Here's the log file with my error:

Building DAG of jobs... Using shell: /usr/bin/bash Provided cores: 2 Rules claiming more threads will be scaled down. Job stats: job count


AUCell_direct 1 AUCell_extended 1 all 1 eGRN_direct 1 eGRN_extended 1 get_search_space 1 prepare_GEX_ACC_non_multiome 1 prepare_menr 1 region_to_gene 1 scplus_mudata 1 tf_to_gene 1 total 11

Select jobs to execute... Execute 1 jobs...

[Mon Jul 15 00:20:13 2024] localrule prepare_GEX_ACC_non_multiome: input: /home/scenicplus/outs/cistopic_obj_final.pkl, /home/scenicplus/outs/integrated_fibro_harmony_final.h5ad output: /home/scenicplus/outs/ACC_GEX.h5mu jobid: 2 reason: Missing output files: /home/scenicplus/outs/ACC_GEX.h5mu resources: tmpdir=/tmp

[Mon Jul 15 00:20:14 2024] Error in rule prepare_GEX_ACC_non_multiome: jobid: 2 input: /home/scenicplus/outs/cistopic_obj_final.pkl, /home/scenicplus/outs/integrated_fibro_harmony_final.h5ad output: /home/scenicplus/outs/ACC_GEX.h5mu shell:

        scenicplus prepare_data prepare_GEX_ACC                 --cisTopic_obj_fname /home/scenicplus/outs/cistopic_obj_final.pkl                 --GEX_anndata_fname /home/scenicplus/outs/integrated_fibro_harmony_final.h5ad                 --out_file /home/scenicplus/outs/ACC_GEX.h5mu                 --bc_transform_func                  --is_not_multiome                 --key_to_group_by GEX:annotation                 --nr_cells_per_metacells 10

    (one of the commands exited with non-zero exit code; note that snakemake uses bash strict mode!)

Shutting down, this might take some time. Exiting because a job execution failed. Look above for error message Complete log: .snakemake/log/2024-07-15T002013.095171.snakemake.log WorkflowError: At least one job did not complete successfully.

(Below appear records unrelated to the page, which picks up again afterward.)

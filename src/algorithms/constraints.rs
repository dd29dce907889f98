//! Building the linear system from pyramid structure and known cells.
//!
//! ## Purpose
//!
//! This module translates a pyramid's sum constraints and its known cell
//! values into an augmented matrix over the flat cell variables.
//!
//! ## Design notes
//!
//! * **Equation order is fixed**: all structural equations first (row-major
//!   over the pyramid, then by column), then one pinning equation per known
//!   cell in flat-index order. The reduced matrix does not depend on this
//!   order mathematically, but pivot selection does, so the order is part
//!   of the contract for reproducible output.
//! * **Pre-validated input**: The engine validates `rows >= 1` and the flat
//!   array length before calling; violations here are debug-asserted.
//!
//! ## Key concepts
//!
//! * **Structural equation**: `cell(r,c) - cell(r+1,c) - cell(r+1,c+1) = 0`
//!   for every cell with a row beneath it.
//! * **Pinning equation**: `cell(i) = v` for every known cell.
//!
//! ## Invariants
//!
//! * The matrix has `cell_count(rows) + 1` columns.
//! * A pyramid with `rows == 1` and no known cells yields an empty matrix;
//!   the executor short-circuits that case before reduction.

// Feature-gated imports
#[cfg(not(feature = "std"))]
use alloc::vec::Vec;
#[cfg(feature = "std")]
use std::vec::Vec;

// External dependencies
use num_traits::Float;

// Internal dependencies
use crate::math::geometry::{cell_count, flatten_index};
use crate::primitives::matrix::AugmentedMatrix;

// ============================================================================
// Constraint Builder
// ============================================================================

/// Build the augmented matrix for a pyramid with the given known cells.
///
/// `flat[i]` is `Some(value)` for a known cell and `None` for an unknown
/// one, indexed by `flatten_index`.
///
/// Preconditions (validated by the engine): `rows >= 1` and
/// `flat.len() == cell_count(rows)`.
pub fn build_constraints<T: Float>(rows: usize, flat: &[Option<T>]) -> AugmentedMatrix<T> {
    debug_assert!(rows >= 1, "a pyramid needs at least one row");
    debug_assert_eq!(flat.len(), cell_count(rows), "flat array length mismatch");

    let variables = cell_count(rows);
    let mut matrix = AugmentedMatrix::with_columns(variables + 1);
    let mut equation: Vec<T> = vec![T::zero(); variables + 1];

    // Structural equations: each cell is the sum of the two beneath it.
    for row in 0..rows.saturating_sub(1) {
        for col in 0..=row {
            for entry in equation.iter_mut() {
                *entry = T::zero();
            }
            equation[flatten_index(row, col)] = T::one();
            equation[flatten_index(row + 1, col)] = -T::one();
            equation[flatten_index(row + 1, col + 1)] = -T::one();
            matrix.push_row(&equation);
        }
    }

    // Pinning equations for the known cells.
    for (index, value) in flat.iter().enumerate() {
        if let Some(value) = value {
            for entry in equation.iter_mut() {
                *entry = T::zero();
            }
            equation[index] = T::one();
            equation[variables] = *value;
            matrix.push_row(&equation);
        }
    }

    matrix
}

######## My log file doesn't indicate where the issue is. Any help would be appreciated. I am not sure what I'm missing here?!

Thanks!

2024-07-15T002013.095171.snakemake.log

SeppeDeWinter commented 1 month ago

Hi @twinklevhatkar

Could you run

scenicplus prepare_data prepare_GEX_ACC \
                 --cisTopic_obj_fname /home/scenicplus/outs/cistopic_obj_final.pkl \
                 --GEX_anndata_fname /home/scenicplus/outs/integrated_fibro_harmony_final.h5ad \
                 --out_file /home/scenicplus/outs/ACC_GEX.h5mu \
                 --bc_transform_func \
                  --is_not_multiome \
                 --key_to_group_by GEX:annotation \
                 --nr_cells_per_metacells 10

This might reveal the underlying error.

Best,

Seppe